Hi,

this is more a conceptual questions to learn whether what I'm thinking
about actually makes sense. I'd be grateful for some hints on this.

I'm currently redesigning an Eclipse plugin that makes use of a lot of
differently scope services. Some of these services are have workspace
scope, i.e., they are singletons. Others are bound to projects and
others are based on single ICompilationUnits inside of a project
(better resources like files). See eclipse.org/recommenders or goo.gl/
VRrTA respectively for details of the project.

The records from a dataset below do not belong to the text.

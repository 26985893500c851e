use std::num::NonZeroUsize;
use std::ops::Range;

use rand::{SeedableRng, rngs::StdRng, seq::SliceRandom};

use crate::config::WorldContext;
use crate::error::Result;

/// Splits `total` samples among `world_size` participants and returns the shard for `rank`.
///
/// Properties:
/// - Ranges are contiguous, disjoint and cover `[0..total)`.
/// - Sizes differ by at most 1 (balanced partition).
pub fn shard_range(total: usize, rank: usize, world_size: usize) -> Range<usize> {
    assert!(world_size > 0);
    assert!(rank < world_size);

    let base = total / world_size;
    let rem = total % world_size;

    let start = rank * base + rank.min(rem);
    let extra = if rank < rem { 1 } else { 0 };
    let end = start + base + extra;

    start..end
}

/// Shard specification for a participant.
///
/// The rank is always inside the world, so `range` never panics.
#[derive(Debug, Clone, Copy, PartialEq, Eq)]
pub struct ShardSpec {
    rank: usize,
    world_size: NonZeroUsize,
}

impl ShardSpec {
    /// Creates a new `ShardSpec`.
    ///
    /// # Errors
    /// Returns `InvalidConfig` if the world is empty or `rank` is outside it.
    pub fn new(rank: usize, world_size: usize) -> Result<Self> {
        let ctx = WorldContext::new(rank, world_size)?;
        Ok(Self::from(&ctx))
    }

    #[inline]
    pub fn rank(self) -> usize {
        self.rank
    }

    #[inline]
    pub fn world_size(self) -> usize {
        self.world_size.get()
    }

    #[inline]
    pub fn range(self, total: usize) -> Range<usize> {
        shard_range(total, self.rank, self.world_size.get())
    }
}

impl From<&WorldContext> for ShardSpec {
    fn from(ctx: &WorldContext) -> Self {
        // WorldContext guarantees a non-empty world.
        let world_size = NonZeroUsize::new(ctx.world_size()).unwrap_or(NonZeroUsize::MIN);
        Self {
            rank: ctx.rank(),
            world_size,
        }
    }
}

/// Assigns each participant its share of the dataset indices for an epoch.
///
/// Membership is fixed for the whole run. With `shuffle`, the order inside the
/// shard is permuted once per epoch using a generator derived from the shared
/// seed, so every participant follows the same scheme. With `drop_last`, the
/// tail that can't be spread evenly is dropped so that all shards are equal.
#[derive(Debug, Clone)]
pub struct DistributedSampler {
    shard: ShardSpec,
    total: usize,
    shuffle: bool,
    seed: u64,
    epoch: u64,
}

impl DistributedSampler {
    /// Creates a new sampler.
    ///
    /// # Args
    /// * `shard` - The participant being sampled for.
    /// * `len` - The dataset's length.
    /// * `shuffle` - Whether to permute the shard every epoch.
    /// * `drop_last` - Whether to truncate the dataset to a multiple of the world size.
    /// * `seed` - The seed shared by every participant.
    pub fn new(shard: ShardSpec, len: usize, shuffle: bool, drop_last: bool, seed: u64) -> Self {
        let world_size = shard.world_size.get();
        let total = if drop_last {
            len - len % world_size
        } else {
            len
        };

        Self {
            shard,
            total,
            shuffle,
            seed,
            epoch: 0,
        }
    }

    #[inline]
    pub fn shard(&self) -> ShardSpec {
        self.shard
    }

    #[inline]
    pub fn epoch(&self) -> u64 {
        self.epoch
    }

    /// Sets the epoch used to derive the next permutation.
    #[inline]
    pub fn set_epoch(&mut self, epoch: u64) {
        self.epoch = epoch;
    }

    /// The dataset indices owned by this participant.
    #[inline]
    pub fn range(&self) -> Range<usize> {
        self.shard.range(self.total)
    }

    #[inline]
    pub fn num_samples(&self) -> usize {
        self.range().len()
    }

    /// Returns the indices to visit in the current epoch, in visiting order.
    pub fn indices(&self) -> Vec<usize> {
        let mut indices: Vec<usize> = self.range().collect();

        if self.shuffle {
            let mut rng = StdRng::seed_from_u64(self.seed.wrapping_add(self.epoch));
            indices.shuffle(&mut rng);
        }

        indices
    }
}

#[cfg(test)]
mod tests {
    use super::*;

    fn spec(rank: usize, world_size: usize) -> ShardSpec {
        ShardSpec::from(&WorldContext::new(rank, world_size).unwrap())
    }

    #[test]
    fn shard_range_balanced() {
        // total 10, participants 3 => sizes 4,3,3
        assert_eq!(shard_range(10, 0, 3), 0..4);
        assert_eq!(shard_range(10, 1, 3), 4..7);
        assert_eq!(shard_range(10, 2, 3), 7..10);
    }

    #[test]
    fn shard_range_fewer_samples_than_participants() {
        assert_eq!(shard_range(2, 0, 4), 0..1);
        assert_eq!(shard_range(2, 1, 4), 1..2);
        assert_eq!(shard_range(2, 2, 4), 2..2);
        assert_eq!(shard_range(2, 3, 4), 2..2);
    }

    #[test]
    fn shard_spec_range_matches_function() {
        assert_eq!(spec(1, 3).range(10), 4..7);
        assert_eq!(ShardSpec::new(1, 3).unwrap(), spec(1, 3));
    }

    #[test]
    fn shard_spec_rejects_rank_outside_world() {
        assert!(ShardSpec::new(5, 2).unwrap_err().is_config());
        assert!(ShardSpec::new(0, 0).unwrap_err().is_config());

        let spec = ShardSpec::new(1, 2).unwrap();
        assert_eq!((spec.rank(), spec.world_size()), (1, 2));
    }

    #[test]
    fn sampler_drop_last_equalizes_shards() {
        let sizes: Vec<usize> = (0..3)
            .map(|rank| DistributedSampler::new(spec(rank, 3), 11, false, true, 0).num_samples())
            .collect();

        assert_eq!(sizes, vec![3, 3, 3]);
    }

    #[test]
    fn sampler_without_shuffle_is_sequential() {
        let sampler = DistributedSampler::new(spec(1, 2), 6, false, false, 0);
        assert_eq!(sampler.indices(), vec![3, 4, 5]);
    }

    #[test]
    fn sampler_shuffle_depends_on_seed_and_epoch_only() {
        let mut a = DistributedSampler::new(spec(0, 2), 200, true, false, 42);
        let mut b = DistributedSampler::new(spec(0, 2), 200, true, false, 42);

        assert_eq!(a.indices(), b.indices());

        a.set_epoch(1);
        assert_ne!(a.indices(), b.indices());

        b.set_epoch(1);
        assert_eq!(a.indices(), b.indices());
    }
}
//! Per-cycle limit enforcement.
//!
//! One `JointLimiter` per joint, keyed by the active [`CommandChannel`].
//! Each cycle it takes the proposed command for that channel together with
//! the measured joint state and returns the command that may reach the
//! actuator, plus whether anything was clamped.
//!
//! ## Pipeline
//!
//! | Step | Position | Velocity | Effort |
//! |------|----------|----------|--------|
//! | 1 | soft velocity bounds on implied velocity | soft velocity bounds | soft effort bounds |
//! | 2 | velocity bound on implied velocity | stop on limit | stop on limit |
//! | 3 | acceleration (two-sample history) | jerk (two-sample history) | hard effort bound |
//! | 4 | stop on predicted overshoot unless retreating | acceleration | |
//! | 5 | hard position bound | hard velocity bound | |
//!
//! The rate-limiting baseline `c0` is the previous returned command, or
//! the measured value of the channel's quantity when there is none (after
//! construction, recovery or a channel change). The history holds the last
//! two returned commands, so jerk and acceleration limiting never allocate.
//!
//! Non-finite commands are replaced by `c0` and reported as clamped.

use drivelink_common::limits::bounds::clamp_checked;
use drivelink_common::limits::Limits;
use drivelink_common::mode::CommandChannel;
use heapless::HistoryBuffer;

/// Measured joint state in joint units.
#[derive(Debug, Clone, Copy, PartialEq, Default)]
pub struct JointFeedback {
    /// Position [rad or m].
    pub position: f64,
    /// Velocity [rad/s or m/s].
    pub velocity: f64,
    /// Effort [Nm or N].
    pub effort: f64,
}

/// Stateful per-joint command limiter.
#[derive(Debug)]
pub struct JointLimiter {
    channel: CommandChannel,
    history: HistoryBuffer<f64, 2>,
    stop_on_limit: bool,
}

impl JointLimiter {
    /// Limiter for `channel` with empty history.
    pub fn new(channel: CommandChannel, stop_on_limit: bool) -> Self {
        Self {
            channel,
            history: HistoryBuffer::new(),
            stop_on_limit,
        }
    }

    /// Active channel.
    #[inline]
    pub fn channel(&self) -> CommandChannel {
        self.channel
    }

    /// Switch channel. Clears the history.
    pub fn set_channel(&mut self, channel: CommandChannel) {
        self.channel = channel;
        self.recover();
    }

    /// Whether stop-on-limit is enabled.
    #[inline]
    pub fn stop_on_limit(&self) -> bool {
        self.stop_on_limit
    }

    /// Previous returned command.
    #[inline]
    pub fn last_command(&self) -> Option<f64> {
        self.history.recent().copied()
    }

    /// Drop the command history; the next cycle starts from the measured state.
    pub fn recover(&mut self) {
        self.history.clear();
    }

    /// Limit `cmd` for one cycle of `period` seconds.
    ///
    /// Returns the command to forward and whether any bound changed it.
    /// With `CommandChannel::None` the command passes through untouched.
    pub fn enforce(
        &mut self,
        period: f64,
        limits: &Limits,
        measured: &JointFeedback,
        cmd: f64,
    ) -> (f64, bool) {
        let out = match self.channel {
            CommandChannel::None => return (cmd, false),
            CommandChannel::Position => self.enforce_position(period, limits, measured, cmd),
            CommandChannel::Velocity => self.enforce_velocity(period, limits, measured, cmd),
            CommandChannel::Effort => self.enforce_effort(limits, measured, cmd),
        };
        self.history.write(out.0);
        out
    }

    /// `(c0, c1)`: previous and previous-but-one command.
    fn history_pair(&self, measured: f64) -> (f64, Option<f64>) {
        let c0 = self.last_command().unwrap_or(measured);
        let c1 = if self.history.len() == 2 {
            self.history.oldest_ordered().next().copied()
        } else {
            None
        };
        (c0, c1)
    }

    fn enforce_position(
        &self,
        period: f64,
        limits: &Limits,
        measured: &JointFeedback,
        cmd: f64,
    ) -> (f64, bool) {
        let (c0, c1) = self.history_pair(measured.position);
        let (mut pos, mut clamped) = sanitize(cmd, c0);

        if period > 0.0 {
            let mut vel = (pos - c0) / period;
            let mut limited = false;
            let (v, c) = limits.limit_velocity_with_soft_bounds(vel, measured.position);
            vel = v;
            limited |= c;
            let (v, c) = limits.limit_velocity_checked(vel);
            vel = v;
            limited |= c;
            if let (Some(acc), Some(c1)) = (limits.max_acceleration(), c1) {
                let prev_vel = (c0 - c1) / period;
                let dv = acc * period;
                let (v, c) = clamp_checked(vel, prev_vel - dv, prev_vel + dv);
                vel = v;
                limited |= c;
            }
            if limited {
                pos = c0 + vel * period;
                clamped = true;
            }

            if self.stop_on_limit {
                if let Some(bound) =
                    limits.position_stop_target(pos, measured.position, measured.velocity, period)
                {
                    clamped |= pos != bound;
                    pos = bound;
                }
            }
        }

        let (p, c) = limits.limit_position_checked(pos);
        (p, clamped | c)
    }

    fn enforce_velocity(
        &self,
        period: f64,
        limits: &Limits,
        measured: &JointFeedback,
        cmd: f64,
    ) -> (f64, bool) {
        let (c0, c1) = self.history_pair(measured.velocity);
        let (mut vel, mut clamped) = sanitize(cmd, c0);

        let (v, c) = limits.limit_velocity_with_soft_bounds(vel, measured.position);
        vel = v;
        clamped |= c;

        if self.stop_on_limit {
            let (v, c) = limits.stop_on_position_limit(vel, measured.position);
            vel = v;
            clamped |= c;
        }

        if period > 0.0 {
            if let (Some(jerk), Some(c1)) = (limits.max_jerk(), c1) {
                let acc = (vel - c0) / period;
                let prev_acc = (c0 - c1) / period;
                let da = jerk * period;
                let (a, c) = clamp_checked(acc, prev_acc - da, prev_acc + da);
                if c {
                    vel = c0 + a * period;
                    clamped = true;
                }
            }
            if let Some(acc) = limits.max_acceleration() {
                let dv = acc * period;
                let (v, c) = clamp_checked(vel, c0 - dv, c0 + dv);
                vel = v;
                clamped |= c;
            }
        }

        let (v, c) = limits.limit_velocity_checked(vel);
        (v, clamped | c)
    }

    fn enforce_effort(&self, limits: &Limits, measured: &JointFeedback, cmd: f64) -> (f64, bool) {
        let c0 = self.last_command().unwrap_or(measured.effort);
        let (mut eff, mut clamped) = sanitize(cmd, c0);

        if let Some((lo, hi)) = limits.effort_soft_bounds(measured.position, measured.velocity) {
            let (e, c) = clamp_checked(eff, lo, hi);
            eff = e;
            clamped |= c;
        }

        if self.stop_on_limit {
            let (e, c) = limits.stop_on_position_limit(eff, measured.position);
            eff = e;
            clamped |= c;
        }

        let (e, c) = limits.limit_effort_checked(eff);
        (e, clamped | c)
    }
}

/// Replace a non-finite command by the hold value.
#[inline]
fn sanitize(cmd: f64, hold: f64) -> (f64, bool) {
    if cmd.is_finite() { (cmd, false) } else { (hold, true) }
}
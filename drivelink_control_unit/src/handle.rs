//! Joint handle: one actuator, its limits, its command cells.
//!
//! ## State Machine
//!
//! ```text
//!            request(m)                confirm
//! Idle | Operational ───────► Switching ───────► Operational(m) / Idle
//!                                 │
//!                                 │ reject / timeout  (actuator halted)
//!                                 ▼
//!                              Faulted ──recover()──► Idle
//! ```
//!
//! The handle owns all per-joint runtime state ([`JointRuntimeState`]).
//! Mode, overlay and forwarding change only through the mode-switch
//! coordinator; the limiter history changes every cycle.

use drivelink_common::actuator::{Actuator, OperationalState};
use drivelink_common::error::ConfigParseError;
use drivelink_common::limits::Limits;
use drivelink_common::mode::{CommandChannel, OperationMode};
use tracing::{debug, error, info, warn};

use crate::convert::JointConverters;
use crate::error::SwitchError;
use crate::layer::{LayerState, LayerStatus};
use crate::limiter::{JointFeedback, JointLimiter};
use crate::sources::LimitSources;

/// Per-joint switching state.
#[derive(Debug, Clone, Copy, PartialEq, Eq, Hash, Default)]
pub enum JointState {
    /// `NoMode`, nothing forwarded.
    #[default]
    Idle,
    /// Mode entry in progress.
    Switching,
    /// Drive confirmed this mode.
    Operational(OperationMode),
    /// Mode entry failed; the actuator was halted.
    Faulted,
}

/// Outcome of checking whether a joint can take a mode.
#[derive(Debug, Clone, Copy, PartialEq, Eq, Hash)]
pub enum SwitchReadiness {
    /// Mode unsupported by the actuator, or not claimable by controllers.
    NotSupported,
    /// Already in the mode.
    NoNeedToSwitch,
    /// Actuator ready, switch possible.
    ReadyToSwitch,
    /// Actuator not operational-ready.
    NotReadyToSwitch,
}

impl SwitchReadiness {
    /// Whether a prepare step may proceed with this outcome.
    #[inline]
    pub const fn is_acceptable(self) -> bool {
        matches!(self, Self::NoNeedToSwitch | Self::ReadyToSwitch)
    }
}

/// Commanded values in joint units, one cell per channel.
#[derive(Debug, Clone, Copy, PartialEq, Default)]
pub struct JointCommand {
    /// Position command.
    pub position: f64,
    /// Velocity command.
    pub velocity: f64,
    /// Effort command.
    pub effort: f64,
}

impl JointCommand {
    /// Cell of `channel`.
    pub fn get(&self, channel: CommandChannel) -> Option<f64> {
        match channel {
            CommandChannel::None => None,
            CommandChannel::Position => Some(self.position),
            CommandChannel::Velocity => Some(self.velocity),
            CommandChannel::Effort => Some(self.effort),
        }
    }

    /// Write the cell of `channel`.
    pub fn set(&mut self, channel: CommandChannel, value: f64) {
        match channel {
            CommandChannel::None => {}
            CommandChannel::Position => self.position = value,
            CommandChannel::Velocity => self.velocity = value,
            CommandChannel::Effort => self.effort = value,
        }
    }

    /// Copy the measured state into every cell except `keep`.
    fn track(&mut self, feedback: &JointFeedback, keep: CommandChannel) {
        if keep != CommandChannel::Position {
            self.position = feedback.position;
        }
        if keep != CommandChannel::Velocity {
            self.velocity = feedback.velocity;
        }
        if keep != CommandChannel::Effort {
            self.effort = feedback.effort;
        }
    }
}

/// Runtime state owned by one joint handle.
#[derive(Debug)]
pub struct JointRuntimeState {
    /// Limits from description and global config, set at init.
    pub baseline_limits: Limits,
    /// Controller layer of the active mode; empty while idle.
    pub overlay_limits: Limits,
    /// `baseline.merge(overlay)`, what the limiter enforces.
    pub effective_limits: Limits,
    /// Channel-keyed limiter with command history.
    pub limiter: JointLimiter,
    /// Mode last confirmed by the actuator.
    pub active_mode: OperationMode,
    /// Whether the controller command is forwarded this cycle.
    pub forwarding: bool,
}

impl JointRuntimeState {
    fn new(stop_on_limit: bool) -> Self {
        Self {
            baseline_limits: Limits::new(),
            overlay_limits: Limits::new(),
            effective_limits: Limits::new(),
            limiter: JointLimiter::new(CommandChannel::None, stop_on_limit),
            active_mode: OperationMode::NoMode,
            forwarding: false,
        }
    }

    fn refresh_effective(&mut self) {
        self.effective_limits = self.baseline_limits.merge(&self.overlay_limits);
    }
}

// ─── Joint Handle ───────────────────────────────────────────────────

/// One joint of the machine.
pub struct JointHandle {
    name: String,
    actuator: Box<dyn Actuator>,
    converters: JointConverters,
    runtime: JointRuntimeState,
    state: JointState,
    feedback: JointFeedback,
    command: JointCommand,
}

impl JointHandle {
    /// Wrap an actuator.
    pub fn new(
        name: impl Into<String>,
        actuator: Box<dyn Actuator>,
        converters: JointConverters,
        stop_on_limit: bool,
    ) -> Self {
        Self {
            name: name.into(),
            actuator,
            converters,
            runtime: JointRuntimeState::new(stop_on_limit),
            state: JointState::Idle,
            feedback: JointFeedback::default(),
            command: JointCommand::default(),
        }
    }

    // ── accessors ──

    /// Joint name.
    #[inline]
    pub fn name(&self) -> &str {
        &self.name
    }

    /// Switching state.
    #[inline]
    pub fn state(&self) -> JointState {
        self.state
    }

    /// Runtime state.
    #[inline]
    pub fn runtime(&self) -> &JointRuntimeState {
        &self.runtime
    }

    /// Mode last confirmed by the actuator.
    #[inline]
    pub fn active_mode(&self) -> OperationMode {
        self.runtime.active_mode
    }

    /// Channel the limiter enforces.
    #[inline]
    pub fn channel(&self) -> CommandChannel {
        self.runtime.limiter.channel()
    }

    /// Whether commands are forwarded.
    #[inline]
    pub fn forwarding(&self) -> bool {
        self.runtime.forwarding
    }

    /// Limits currently enforced.
    #[inline]
    pub fn effective_limits(&self) -> &Limits {
        &self.runtime.effective_limits
    }

    /// Latest feedback in joint units.
    #[inline]
    pub fn feedback(&self) -> &JointFeedback {
        &self.feedback
    }

    /// Command cells.
    #[inline]
    pub fn command(&self) -> &JointCommand {
        &self.command
    }

    /// Command cells, written by the controller runtime.
    #[inline]
    pub fn command_mut(&mut self) -> &mut JointCommand {
        &mut self.command
    }

    /// The wrapped actuator.
    pub fn actuator(&self) -> &dyn Actuator {
        self.actuator.as_ref()
    }

    // ── mode switching ──

    /// Classify a request for `mode`.
    pub fn can_switch(&self, mode: OperationMode) -> SwitchReadiness {
        if mode.channel().is_none() || !self.actuator.is_mode_supported(mode) {
            return SwitchReadiness::NotSupported;
        }
        if self.actuator.mode() == mode {
            return SwitchReadiness::NoNeedToSwitch;
        }
        if self.actuator.operational_state() == OperationalState::Ready {
            SwitchReadiness::ReadyToSwitch
        } else {
            SwitchReadiness::NotReadyToSwitch
        }
    }

    /// Put the actuator into `mode` and wait for it.
    ///
    /// Forwarding stops until [`forward_for_mode`](Self::forward_for_mode)
    /// confirms the new mode. Switching to `NoMode` also clears the overlay.
    ///
    /// # Errors
    ///
    /// `SwitchError::ActuatorEnterModeFailed` if the actuator refuses; the
    /// actuator is halted and the joint is `Faulted`.
    pub fn switch_mode(&mut self, mode: OperationMode) -> Result<(), SwitchError> {
        if self.actuator.mode() != mode || self.state == JointState::Faulted {
            self.runtime.forwarding = false;
            self.runtime.limiter.set_channel(CommandChannel::None);
            self.state = JointState::Switching;
            debug!(joint = %self.name, ?mode, "entering mode");

            if let Err(source) = self.actuator.enter_mode_and_wait(mode) {
                self.actuator.halt();
                self.state = JointState::Faulted;
                error!(joint = %self.name, ?mode, %source, "mode entry failed, joint halted");
                return Err(SwitchError::ActuatorEnterModeFailed {
                    joint: self.name.clone(),
                    mode,
                    source,
                });
            }
        }

        let channel = mode.channel().unwrap_or(CommandChannel::None);
        if self.runtime.limiter.channel() != channel {
            self.runtime.limiter.set_channel(channel);
        }
        self.runtime.active_mode = mode;
        if mode.is_idle() {
            self.runtime.forwarding = false;
            self.clear_overlay_limits();
            self.state = JointState::Idle;
        } else {
            self.state = JointState::Operational(mode);
        }
        Ok(())
    }

    /// Start forwarding if the actuator reports `mode`.
    pub fn forward_for_mode(&mut self, mode: OperationMode) -> bool {
        let ok = !mode.is_idle() && self.actuator.mode() == mode;
        self.runtime.forwarding = ok;
        ok
    }

    /// Install the controller layer; effective limits become `baseline.merge(overlay)`.
    pub fn set_overlay_limits(&mut self, overlay: Limits) {
        self.runtime.overlay_limits = overlay;
        self.runtime.refresh_effective();
    }

    /// Drop the controller layer.
    pub fn clear_overlay_limits(&mut self) {
        self.set_overlay_limits(Limits::new());
    }

    /// Faulted → Idle. Clears limiter memory.
    pub fn recover(&mut self) {
        self.runtime.limiter.recover();
        if self.state == JointState::Faulted {
            info!(joint = %self.name, "recovered from fault");
            self.runtime.forwarding = false;
            self.runtime.limiter.set_channel(CommandChannel::None);
            self.runtime.active_mode = OperationMode::NoMode;
            self.clear_overlay_limits();
            self.state = JointState::Idle;
        }
    }

    // ── cycle ──

    /// Rebuild the baseline and take an initial reading.
    ///
    /// # Errors
    ///
    /// `ConfigParseError` if this joint's global limit entry is malformed.
    pub fn init(&mut self, sources: &LimitSources) -> Result<(), ConfigParseError> {
        self.converters.reset();
        self.runtime.baseline_limits = Limits::new();
        self.runtime.baseline_limits = sources.baseline(&self.name)?;
        self.runtime.overlay_limits = Limits::new();
        self.runtime.refresh_effective();
        if !self.runtime.effective_limits.is_empty() {
            debug!(joint = %self.name, flags = ?self.runtime.effective_limits.flags(), "baseline limits");
        }
        self.pull_feedback();
        self.command.track(&self.feedback, CommandChannel::None);
        Ok(())
    }

    /// Refresh feedback from the actuator.
    pub fn read(&mut self, state: LayerState) {
        if state.does_io() {
            self.pull_feedback();
        }
    }

    fn pull_feedback(&mut self) {
        let raw = self.actuator.feedback();
        self.feedback = JointFeedback {
            position: self.converters.pos_from_device.evaluate(raw.position),
            velocity: self.converters.vel_from_device.evaluate(raw.velocity),
            effort: self.converters.eff_from_device.evaluate(raw.effort),
        };
    }

    /// Limit the active command cell. Returns whether it was clamped.
    pub fn enforce_limits(&mut self, period: f64, recover: bool) -> bool {
        if recover {
            self.runtime.limiter.recover();
        }
        let channel = self.runtime.limiter.channel();
        if !self.runtime.forwarding {
            return false;
        }
        let Some(cmd) = self.command.get(channel) else {
            return false;
        };
        let (out, clamped) = self.runtime.limiter.enforce(
            period,
            &self.runtime.effective_limits,
            &self.feedback,
            cmd,
        );
        self.command.set(channel, out);
        clamped
    }

    /// Forward the active command to the actuator.
    ///
    /// Only in `Ready`. Cells of inactive channels (all cells while not
    /// forwarding) are overwritten with the measured state.
    pub fn write(&mut self, state: LayerState) -> LayerStatus {
        if state != LayerState::Ready {
            return LayerStatus::Ok;
        }
        let channel = self.channel();
        let active = if self.runtime.forwarding { channel } else { CommandChannel::None };
        let target = match active {
            CommandChannel::Position => Some(self.converters.pos_to_device.evaluate(self.command.position)),
            CommandChannel::Velocity => Some(self.converters.vel_to_device.evaluate(self.command.velocity)),
            CommandChannel::Effort => Some(self.converters.eff_to_device.evaluate(self.command.effort)),
            CommandChannel::None => None,
        };
        if let Some(target) = target {
            self.actuator.set_target(target);
        }
        self.command.track(&self.feedback, active);

        if self.state == JointState::Faulted {
            warn!(joint = %self.name, "joint faulted");
            LayerStatus::Warn("joint faulted")
        } else {
            LayerStatus::Ok
        }
    }
}

impl std::fmt::Debug for JointHandle {
    fn fmt(&self, f: &mut std::fmt::Formatter<'_>) -> std::fmt::Result {
        f.debug_struct("JointHandle")
            .field("name", &self.name)
            .field("state", &self.state)
            .field("runtime", &self.runtime)
            .field("feedback", &self.feedback)
            .field("command", &self.command)
            .finish_non_exhaustive()
    }
}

So far, most requests are dispatched by global workspace services.
Each such service keeps track of several per-project services and is
responsible to create child services on demand: Whenever a client
sends a request, these workbench services lookup the appropriately
scoped services (project or compilation unit scoped), create it if not
there, and than handles the request. This results in a lot of glue
code and I wonder whether Guice could help me to determine the
correctly scoped services for Eclipse.

Which services to use is typically determined by the resource/file/
compilationUnit we are working on. Each file is associated with a
project, which is again associated with a workspace. So it feels
somehow 'natural' to use guice' scopes since they feel somewhat
similar to Session and Request scopes.

Has anyone done something similar for Eclipse? Does it overall make
sense to think about scopes? Any idea how appropriate services can be
looked up based on a resource (file/folder)?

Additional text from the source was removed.